Segment Open
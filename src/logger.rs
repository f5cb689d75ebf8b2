//! Logging utilities with colored output and progress display.
//!
//! This module provides:
//! - `log!` macro for formatted terminal output with colored prefixes
//! - `ProgressLine` for single-line progress display during batch extraction
//!
//! # Example
//!
//! ```ignore
//! // Simple logging
//! log!("extract"; "processing {} files", count);
//!
//! // Progress line for a batch
//! let progress = ProgressLine::new(&[("files", 120)]);
//! progress.inc("files");
//! progress.finish();
//! ```

use crossterm::{
    cursor, execute,
    terminal::{Clear, ClearType},
};
use owo_colors::OwoColorize;
use parking_lot::Mutex;
use std::{
    io::{Write, stdout},
    sync::atomic::{AtomicBool, AtomicUsize, Ordering},
};

/// Global verbose flag (set by --verbose CLI argument)
static VERBOSE: AtomicBool = AtomicBool::new(false);

/// Set verbose mode globally
pub fn set_verbose(v: bool) {
    VERBOSE.store(v, Ordering::SeqCst);
}

/// Check if verbose mode is enabled
#[allow(dead_code)] // Used by debug! macro
pub fn is_verbose() -> bool {
    VERBOSE.load(Ordering::SeqCst)
}

/// Active progress bar count (for log coordination)
static BAR_COUNT: AtomicUsize = AtomicUsize::new(0);

// ============================================================================
// Log Macro
// ============================================================================

/// Log a message with a colored module prefix
///
/// # Usage
/// ```ignore
/// log!("module"; "message with {} formatting", args);
/// ```
#[macro_export]
macro_rules! log {
    ($module:expr; $($arg:tt)*) => {{
        $crate::logger::log($module, &format!($($arg)*))
    }};
}

/// Log a debug message (only shown when --verbose is enabled)
///
/// # Usage
/// ```ignore
/// debug!("module"; "debug info: {}", value);
/// ```
#[macro_export]
macro_rules! debug {
    ($module:expr; $($arg:tt)*) => {{
        if $crate::logger::is_verbose() {
            $crate::logger::log($module, &format!($($arg)*))
        }
    }};
}

// ============================================================================
// Helper Functions
// ============================================================================

/// Log a message with a colored module prefix
#[inline]
#[allow(clippy::cast_possible_truncation)] // Safe: bars count is always small
pub fn log(module: &str, message: &str) {
    let module_lower = module.to_ascii_lowercase();
    let prefix = colorize_prefix(module, &module_lower);

    let mut stdout = stdout().lock();

    let bar_count = BAR_COUNT.load(Ordering::SeqCst);
    if bar_count > 0 {
        execute!(stdout, cursor::MoveUp(bar_count as u16)).ok();
        execute!(stdout, Clear(ClearType::FromCursorDown)).ok();
    } else {
        execute!(stdout, Clear(ClearType::UntilNewLine)).ok();
    }

    writeln!(stdout, "{prefix} {message}").ok();

    if bar_count > 0 {
        for _ in 0..bar_count {
            writeln!(stdout).ok();
        }
    }

    stdout.flush().ok();
}

/// Apply color to a module prefix based on module type
#[inline]
fn colorize_prefix(module: &str, module_lower: &str) -> String {
    let prefix = format!("[{module}]");
    match module_lower {
        "extract" => prefix.bright_blue().bold().to_string(),
        "palette" => prefix.bright_green().bold().to_string(),
        "warn" => prefix.yellow().bold().to_string(),
        "error" => prefix.bright_red().bold().to_string(),
        _ => prefix.bright_yellow().bold().to_string(),
    }
}

// ============================================================================
// Progress Line (single-line counters)
// ============================================================================

/// Single-line progress display with multiple counters
///
/// Displays: `[extract] files(42/120)`
///
/// All counters update in place on the same line. Uses `try_lock` to avoid
/// blocking worker threads - if display is busy, the update is skipped
///
/// # Example
///
/// ```ignore
/// let progress = ProgressLine::new(&[("files", 120)]);
/// progress.inc("files");
/// progress.finish(); // keeps the line, moves cursor down
/// ```
pub struct ProgressLine {
    counters: Vec<Counter>,
    lock: Mutex<()>,
}

struct Counter {
    name: &'static str,
    total: usize,
    current: AtomicUsize,
}

impl ProgressLine {
    /// Create a new progress display.
    ///
    /// Only includes counters with total > 0.
    pub fn new(items: &[(&'static str, usize)]) -> Self {
        let counters: Vec<_> = items
            .iter()
            .filter(|(_, total)| *total > 0)
            .map(|(name, total)| Counter {
                name,
                total: *total,
                current: AtomicUsize::new(0),
            })
            .collect();

        BAR_COUNT.store(1, Ordering::SeqCst);

        let progress = Self {
            counters,
            lock: Mutex::new(()),
        };
        progress.display();
        progress
    }

    /// Increment the counter with the given name.
    ///
    /// Non-blocking: if display lock is held, skips refresh.
    #[inline]
    pub fn inc(&self, name: &str) {
        for counter in &self.counters {
            if counter.name == name {
                counter.current.fetch_add(1, Ordering::Relaxed);
                // Non-blocking: skip display if lock is held
                if self.lock.try_lock().is_some() {
                    self.display();
                }
                return;
            }
        }
    }

    /// Display the current progress line (overwrites current line with \r).
    fn display(&self) {
        let mut parts = Vec::with_capacity(self.counters.len());
        for counter in &self.counters {
            let current = counter.current.load(Ordering::Relaxed);
            parts.push(format!("{}({}/{})", counter.name, current, counter.total));
        }

        let line = parts.join(" ");
        let prefix = colorize_prefix("extract", "extract");

        let mut stdout = stdout().lock();
        // Clear line and write progress (no newline - stays on same line)
        execute!(
            stdout,
            cursor::MoveToColumn(0),
            Clear(ClearType::CurrentLine)
        )
        .ok();
        write!(stdout, "{} {}", prefix, line).ok();
        stdout.flush().ok();
    }

    /// Finish progress display, preserve line and move to next line.
    pub fn finish(self) {
        BAR_COUNT.store(0, Ordering::SeqCst);

        {
            let _guard = self.lock.lock(); // Wait for any pending display

            // Final display with correct counts
            let mut parts = Vec::with_capacity(self.counters.len());
            for counter in &self.counters {
                let current = counter.current.load(Ordering::Relaxed);
                parts.push(format!("{}({}/{})", counter.name, current, counter.total));
            }
            let line = parts.join(" ");
            let prefix = colorize_prefix("extract", "extract");

            let mut stdout = stdout().lock();
            // Final line with newline to preserve it
            execute!(
                stdout,
                cursor::MoveToColumn(0),
                Clear(ClearType::CurrentLine)
            )
            .ok();
            writeln!(stdout, "{} {}", prefix, line).ok();
            stdout.flush().ok();
        }

        std::mem::forget(self); // Prevent Drop from clearing
    }
}

impl Drop for ProgressLine {
    fn drop(&mut self) {
        BAR_COUNT.store(0, Ordering::SeqCst);

        // Clear the line on drop (if not finished properly)
        let mut stdout = stdout().lock();
        execute!(
            stdout,
            cursor::MoveToColumn(0),
            Clear(ClearType::CurrentLine)
        )
        .ok();
        stdout.flush().ok();
    }
}

// ============================================================================
// Tests
// ============================================================================

#[cfg(test)]
mod tests {
    use super::*;

    #[test]
    fn test_progress_line_filters_empty_counters() {
        let progress = ProgressLine::new(&[("files", 3), ("skipped", 0)]);
        assert_eq!(progress.counters.len(), 1);
        assert_eq!(progress.counters[0].name, "files");
        progress.finish();
    }

    #[test]
    fn test_progress_line_inc_unknown_counter_is_noop() {
        let progress = ProgressLine::new(&[("files", 2)]);
        progress.inc("nonexistent");
        assert_eq!(progress.counters[0].current.load(Ordering::Relaxed), 0);
        progress.inc("files");
        assert_eq!(progress.counters[0].current.load(Ordering::Relaxed), 1);
        progress.finish();
    }
}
Segment Closed
Assignment => Pick every line of the data that includes the string "parts".

Result =>
        let mut parts = Vec::with_capacity(self.counters.len());
            parts.push(format!("{}({}/{})", counter.name, current, counter.total));
        let line = parts.join(" ");
            let mut parts = Vec::with_capacity(self.counters.len());
                parts.push(format!("{}({}/{})", counter.name, current, counter.total));
            let line = parts.join(" ");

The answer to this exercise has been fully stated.